Task brief ▸
All that should come back is the lines of the data below from the one containing "let tick_upper = optimal_tick" to the one containing "let fee0 = math::mul_div_floor(gross, inside0, U256::from(1u64)", inclusive, exactly as they stand.

[Data records]

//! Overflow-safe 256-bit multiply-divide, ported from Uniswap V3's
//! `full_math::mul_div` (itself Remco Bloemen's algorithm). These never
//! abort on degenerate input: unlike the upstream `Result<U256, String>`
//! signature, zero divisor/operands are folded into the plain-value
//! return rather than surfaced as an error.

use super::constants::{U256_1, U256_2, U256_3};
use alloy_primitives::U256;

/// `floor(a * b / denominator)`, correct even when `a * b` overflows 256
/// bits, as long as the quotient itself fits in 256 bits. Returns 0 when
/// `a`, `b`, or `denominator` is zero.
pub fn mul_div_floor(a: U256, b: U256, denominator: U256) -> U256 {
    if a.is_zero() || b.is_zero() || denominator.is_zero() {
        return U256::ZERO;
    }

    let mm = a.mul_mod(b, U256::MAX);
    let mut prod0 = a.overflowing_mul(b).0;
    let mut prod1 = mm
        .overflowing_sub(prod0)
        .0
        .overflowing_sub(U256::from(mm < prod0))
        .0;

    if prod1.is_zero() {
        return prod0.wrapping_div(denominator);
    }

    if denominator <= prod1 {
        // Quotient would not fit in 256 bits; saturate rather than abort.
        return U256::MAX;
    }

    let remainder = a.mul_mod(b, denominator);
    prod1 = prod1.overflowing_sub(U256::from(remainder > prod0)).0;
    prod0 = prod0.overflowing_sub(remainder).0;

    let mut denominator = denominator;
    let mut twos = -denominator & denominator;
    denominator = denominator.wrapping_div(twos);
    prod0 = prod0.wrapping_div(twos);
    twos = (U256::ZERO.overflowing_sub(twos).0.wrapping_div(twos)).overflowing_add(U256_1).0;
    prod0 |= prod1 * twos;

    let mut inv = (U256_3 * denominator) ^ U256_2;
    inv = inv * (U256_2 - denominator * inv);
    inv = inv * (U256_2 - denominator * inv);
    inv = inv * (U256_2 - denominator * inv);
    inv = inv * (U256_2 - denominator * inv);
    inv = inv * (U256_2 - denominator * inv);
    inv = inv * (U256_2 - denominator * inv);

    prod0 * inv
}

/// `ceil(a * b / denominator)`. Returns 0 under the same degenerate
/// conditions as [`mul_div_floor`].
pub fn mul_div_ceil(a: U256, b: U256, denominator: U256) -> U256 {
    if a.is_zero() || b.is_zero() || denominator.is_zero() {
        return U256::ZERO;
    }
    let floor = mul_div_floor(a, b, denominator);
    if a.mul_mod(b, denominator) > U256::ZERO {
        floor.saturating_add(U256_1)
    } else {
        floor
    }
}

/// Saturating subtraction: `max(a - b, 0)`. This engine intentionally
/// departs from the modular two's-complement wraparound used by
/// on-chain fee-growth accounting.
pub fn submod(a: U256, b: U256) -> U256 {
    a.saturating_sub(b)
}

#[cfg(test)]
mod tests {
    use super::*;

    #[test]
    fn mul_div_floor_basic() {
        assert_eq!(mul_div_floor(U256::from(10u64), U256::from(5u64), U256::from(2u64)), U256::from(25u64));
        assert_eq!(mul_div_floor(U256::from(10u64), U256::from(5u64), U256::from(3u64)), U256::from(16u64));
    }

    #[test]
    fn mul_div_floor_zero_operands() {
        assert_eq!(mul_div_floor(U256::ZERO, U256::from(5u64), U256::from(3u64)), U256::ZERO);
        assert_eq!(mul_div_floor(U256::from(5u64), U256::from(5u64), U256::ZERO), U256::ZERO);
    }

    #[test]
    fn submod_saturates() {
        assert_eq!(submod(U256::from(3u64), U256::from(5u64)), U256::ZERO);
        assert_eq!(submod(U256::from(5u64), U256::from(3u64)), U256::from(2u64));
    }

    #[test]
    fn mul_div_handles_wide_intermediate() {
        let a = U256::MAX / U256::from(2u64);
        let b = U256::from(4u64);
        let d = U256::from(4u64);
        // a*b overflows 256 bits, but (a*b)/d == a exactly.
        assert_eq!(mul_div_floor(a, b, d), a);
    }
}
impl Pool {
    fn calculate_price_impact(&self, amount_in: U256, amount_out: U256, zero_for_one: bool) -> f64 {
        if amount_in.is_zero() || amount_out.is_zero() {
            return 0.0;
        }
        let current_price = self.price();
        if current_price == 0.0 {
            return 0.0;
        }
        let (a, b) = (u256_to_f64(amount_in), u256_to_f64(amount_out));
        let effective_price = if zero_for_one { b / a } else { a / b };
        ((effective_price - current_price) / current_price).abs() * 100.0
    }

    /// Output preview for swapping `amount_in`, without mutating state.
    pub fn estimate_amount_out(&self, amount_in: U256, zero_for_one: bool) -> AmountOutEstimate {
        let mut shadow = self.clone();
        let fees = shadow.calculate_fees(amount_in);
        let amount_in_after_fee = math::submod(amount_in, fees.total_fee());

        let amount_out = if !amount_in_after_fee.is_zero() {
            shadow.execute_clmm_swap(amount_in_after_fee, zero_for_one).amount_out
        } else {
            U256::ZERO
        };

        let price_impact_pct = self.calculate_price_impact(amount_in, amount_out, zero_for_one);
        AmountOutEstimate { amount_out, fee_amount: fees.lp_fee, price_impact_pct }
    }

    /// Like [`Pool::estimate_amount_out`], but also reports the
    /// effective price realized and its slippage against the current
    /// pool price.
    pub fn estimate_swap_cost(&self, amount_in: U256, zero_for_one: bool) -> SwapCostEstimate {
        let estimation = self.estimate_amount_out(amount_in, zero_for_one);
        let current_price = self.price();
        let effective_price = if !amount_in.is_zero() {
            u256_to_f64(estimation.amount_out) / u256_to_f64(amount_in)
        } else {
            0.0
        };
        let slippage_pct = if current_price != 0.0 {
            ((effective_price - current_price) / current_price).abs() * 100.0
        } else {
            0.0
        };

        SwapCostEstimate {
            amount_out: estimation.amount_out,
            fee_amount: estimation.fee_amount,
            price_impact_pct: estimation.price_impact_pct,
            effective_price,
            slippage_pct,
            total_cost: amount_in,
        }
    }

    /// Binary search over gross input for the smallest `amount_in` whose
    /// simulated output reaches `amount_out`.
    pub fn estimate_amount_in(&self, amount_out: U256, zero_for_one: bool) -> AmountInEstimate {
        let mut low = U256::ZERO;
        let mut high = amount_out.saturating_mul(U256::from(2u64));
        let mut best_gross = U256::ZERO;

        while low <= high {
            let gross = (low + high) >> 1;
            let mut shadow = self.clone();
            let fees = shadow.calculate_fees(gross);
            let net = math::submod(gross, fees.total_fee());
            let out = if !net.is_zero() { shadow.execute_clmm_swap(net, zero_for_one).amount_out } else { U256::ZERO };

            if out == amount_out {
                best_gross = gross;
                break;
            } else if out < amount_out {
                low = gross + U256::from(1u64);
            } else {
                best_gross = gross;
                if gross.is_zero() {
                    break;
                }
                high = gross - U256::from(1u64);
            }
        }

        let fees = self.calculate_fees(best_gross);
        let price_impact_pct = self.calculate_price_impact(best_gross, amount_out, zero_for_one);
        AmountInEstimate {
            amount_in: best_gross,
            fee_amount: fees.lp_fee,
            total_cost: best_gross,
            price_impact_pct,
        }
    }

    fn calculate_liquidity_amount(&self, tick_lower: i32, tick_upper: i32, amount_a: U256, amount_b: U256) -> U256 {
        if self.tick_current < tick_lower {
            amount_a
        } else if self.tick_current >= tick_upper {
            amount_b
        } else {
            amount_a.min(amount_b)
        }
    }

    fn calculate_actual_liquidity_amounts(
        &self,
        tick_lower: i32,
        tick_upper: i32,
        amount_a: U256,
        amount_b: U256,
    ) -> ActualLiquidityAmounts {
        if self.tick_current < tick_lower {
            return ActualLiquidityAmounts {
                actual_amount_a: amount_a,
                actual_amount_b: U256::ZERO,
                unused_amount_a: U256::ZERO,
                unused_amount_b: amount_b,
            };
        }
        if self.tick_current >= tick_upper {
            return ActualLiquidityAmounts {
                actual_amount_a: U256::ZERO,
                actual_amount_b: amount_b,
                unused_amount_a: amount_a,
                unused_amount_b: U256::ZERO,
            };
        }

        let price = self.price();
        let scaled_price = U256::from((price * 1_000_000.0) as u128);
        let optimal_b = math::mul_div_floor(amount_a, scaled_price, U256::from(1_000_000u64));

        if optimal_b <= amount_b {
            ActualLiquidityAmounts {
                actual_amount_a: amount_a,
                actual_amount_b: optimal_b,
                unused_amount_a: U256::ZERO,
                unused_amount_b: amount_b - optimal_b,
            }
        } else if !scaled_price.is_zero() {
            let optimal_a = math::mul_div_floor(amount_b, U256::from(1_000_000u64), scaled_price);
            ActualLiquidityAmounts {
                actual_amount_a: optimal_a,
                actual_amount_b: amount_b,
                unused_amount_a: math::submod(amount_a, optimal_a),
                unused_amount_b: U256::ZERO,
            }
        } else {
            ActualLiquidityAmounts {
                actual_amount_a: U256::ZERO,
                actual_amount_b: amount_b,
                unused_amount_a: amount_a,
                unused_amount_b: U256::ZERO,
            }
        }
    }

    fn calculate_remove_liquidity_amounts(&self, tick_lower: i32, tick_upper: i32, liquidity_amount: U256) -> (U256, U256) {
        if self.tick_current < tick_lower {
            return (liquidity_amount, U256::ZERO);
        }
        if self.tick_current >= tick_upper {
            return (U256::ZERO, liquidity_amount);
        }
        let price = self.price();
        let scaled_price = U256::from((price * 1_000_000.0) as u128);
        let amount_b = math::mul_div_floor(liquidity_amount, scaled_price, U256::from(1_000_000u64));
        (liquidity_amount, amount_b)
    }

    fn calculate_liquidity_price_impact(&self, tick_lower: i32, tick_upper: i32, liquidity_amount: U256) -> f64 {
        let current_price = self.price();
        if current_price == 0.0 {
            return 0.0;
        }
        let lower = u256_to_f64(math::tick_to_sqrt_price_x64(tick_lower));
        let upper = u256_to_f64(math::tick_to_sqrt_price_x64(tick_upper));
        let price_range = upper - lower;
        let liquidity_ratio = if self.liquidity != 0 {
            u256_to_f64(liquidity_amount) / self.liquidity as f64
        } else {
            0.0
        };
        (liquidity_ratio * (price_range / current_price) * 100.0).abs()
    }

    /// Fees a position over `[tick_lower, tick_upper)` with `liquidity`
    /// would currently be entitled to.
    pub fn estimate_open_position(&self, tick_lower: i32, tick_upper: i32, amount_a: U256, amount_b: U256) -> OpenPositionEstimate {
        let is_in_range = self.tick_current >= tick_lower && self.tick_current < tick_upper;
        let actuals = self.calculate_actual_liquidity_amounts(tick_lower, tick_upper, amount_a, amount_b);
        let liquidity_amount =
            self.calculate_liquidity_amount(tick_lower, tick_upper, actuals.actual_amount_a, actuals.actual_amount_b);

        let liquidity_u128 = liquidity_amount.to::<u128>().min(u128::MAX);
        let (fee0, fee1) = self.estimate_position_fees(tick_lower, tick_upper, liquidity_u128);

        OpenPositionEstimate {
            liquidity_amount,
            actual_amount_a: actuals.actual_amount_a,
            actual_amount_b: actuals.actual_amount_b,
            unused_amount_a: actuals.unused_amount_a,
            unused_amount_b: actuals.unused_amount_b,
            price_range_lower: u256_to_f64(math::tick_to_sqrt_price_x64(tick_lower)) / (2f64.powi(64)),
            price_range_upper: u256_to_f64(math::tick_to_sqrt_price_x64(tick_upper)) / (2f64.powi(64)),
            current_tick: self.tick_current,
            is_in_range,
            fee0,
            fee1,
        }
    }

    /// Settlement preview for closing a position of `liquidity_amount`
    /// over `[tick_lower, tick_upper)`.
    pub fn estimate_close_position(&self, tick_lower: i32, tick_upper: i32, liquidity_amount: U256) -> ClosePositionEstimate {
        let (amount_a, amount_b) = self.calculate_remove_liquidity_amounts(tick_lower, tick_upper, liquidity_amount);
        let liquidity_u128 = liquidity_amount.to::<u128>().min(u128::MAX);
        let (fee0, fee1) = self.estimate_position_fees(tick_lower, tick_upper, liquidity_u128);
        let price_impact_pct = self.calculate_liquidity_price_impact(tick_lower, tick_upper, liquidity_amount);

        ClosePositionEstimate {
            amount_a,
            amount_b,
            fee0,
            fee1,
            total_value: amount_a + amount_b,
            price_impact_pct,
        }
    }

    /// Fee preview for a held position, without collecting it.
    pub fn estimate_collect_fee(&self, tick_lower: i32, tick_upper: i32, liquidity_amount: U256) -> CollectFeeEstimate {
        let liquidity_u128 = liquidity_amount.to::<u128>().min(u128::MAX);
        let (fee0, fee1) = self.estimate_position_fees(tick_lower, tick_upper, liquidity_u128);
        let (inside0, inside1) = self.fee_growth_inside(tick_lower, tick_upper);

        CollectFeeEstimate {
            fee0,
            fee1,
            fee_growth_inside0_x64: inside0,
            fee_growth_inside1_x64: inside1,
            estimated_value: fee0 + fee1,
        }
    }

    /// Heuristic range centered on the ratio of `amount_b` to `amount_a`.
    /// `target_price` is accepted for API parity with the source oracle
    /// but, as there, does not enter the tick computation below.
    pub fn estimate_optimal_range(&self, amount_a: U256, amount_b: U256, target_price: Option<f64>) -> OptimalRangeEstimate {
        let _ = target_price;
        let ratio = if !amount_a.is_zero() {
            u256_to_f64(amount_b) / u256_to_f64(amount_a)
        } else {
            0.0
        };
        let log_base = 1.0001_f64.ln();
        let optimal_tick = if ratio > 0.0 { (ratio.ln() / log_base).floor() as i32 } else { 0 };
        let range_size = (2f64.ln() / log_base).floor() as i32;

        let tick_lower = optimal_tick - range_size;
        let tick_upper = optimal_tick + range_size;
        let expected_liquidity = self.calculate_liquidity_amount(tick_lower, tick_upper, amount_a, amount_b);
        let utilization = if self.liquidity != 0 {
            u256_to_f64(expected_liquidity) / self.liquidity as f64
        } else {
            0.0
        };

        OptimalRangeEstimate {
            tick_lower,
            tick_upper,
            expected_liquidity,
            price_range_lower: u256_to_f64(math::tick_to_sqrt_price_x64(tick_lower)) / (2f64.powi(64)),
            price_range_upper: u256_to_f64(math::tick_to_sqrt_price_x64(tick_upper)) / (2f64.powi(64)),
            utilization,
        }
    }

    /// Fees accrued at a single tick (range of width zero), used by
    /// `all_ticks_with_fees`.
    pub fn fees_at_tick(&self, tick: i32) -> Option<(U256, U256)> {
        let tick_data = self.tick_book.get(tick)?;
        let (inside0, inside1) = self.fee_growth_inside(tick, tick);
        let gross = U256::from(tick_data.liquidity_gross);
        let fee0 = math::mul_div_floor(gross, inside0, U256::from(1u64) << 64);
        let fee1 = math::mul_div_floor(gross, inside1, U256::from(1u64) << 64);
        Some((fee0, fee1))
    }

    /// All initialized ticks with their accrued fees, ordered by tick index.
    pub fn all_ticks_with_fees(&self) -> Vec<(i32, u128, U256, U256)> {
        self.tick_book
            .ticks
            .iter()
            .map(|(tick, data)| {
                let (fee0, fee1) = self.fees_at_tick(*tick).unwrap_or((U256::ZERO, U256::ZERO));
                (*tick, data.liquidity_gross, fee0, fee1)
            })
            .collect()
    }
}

[/Data records]

Exercise answer ▸
        let tick_upper = optimal_tick + range_size;
        let expected_liquidity = self.calculate_liquidity_amount(tick_lower, tick_upper, amount_a, amount_b);
        let utilization = if self.liquidity != 0 {
            u256_to_f64(expected_liquidity) / self.liquidity as f64
        } else {
            0.0
        };

        OptimalRangeEstimate {
            tick_lower,
            tick_upper,
            expected_liquidity,
            price_range_lower: u256_to_f64(math::tick_to_sqrt_price_x64(tick_lower)) / (2f64.powi(64)),
            price_range_upper: u256_to_f64(math::tick_to_sqrt_price_x64(tick_upper)) / (2f64.powi(64)),
            utilization,
        }
    }

    /// Fees accrued at a single tick (range of width zero), used by
    /// `all_ticks_with_fees`.
    pub fn fees_at_tick(&self, tick: i32) -> Option<(U256, U256)> {
        let tick_data = self.tick_book.get(tick)?;
        let (inside0, inside1) = self.fee_growth_inside(tick, tick);
        let gross = U256::from(tick_data.liquidity_gross);
        let fee0 = math::mul_div_floor(gross, inside0, U256::from(1u64) << 64);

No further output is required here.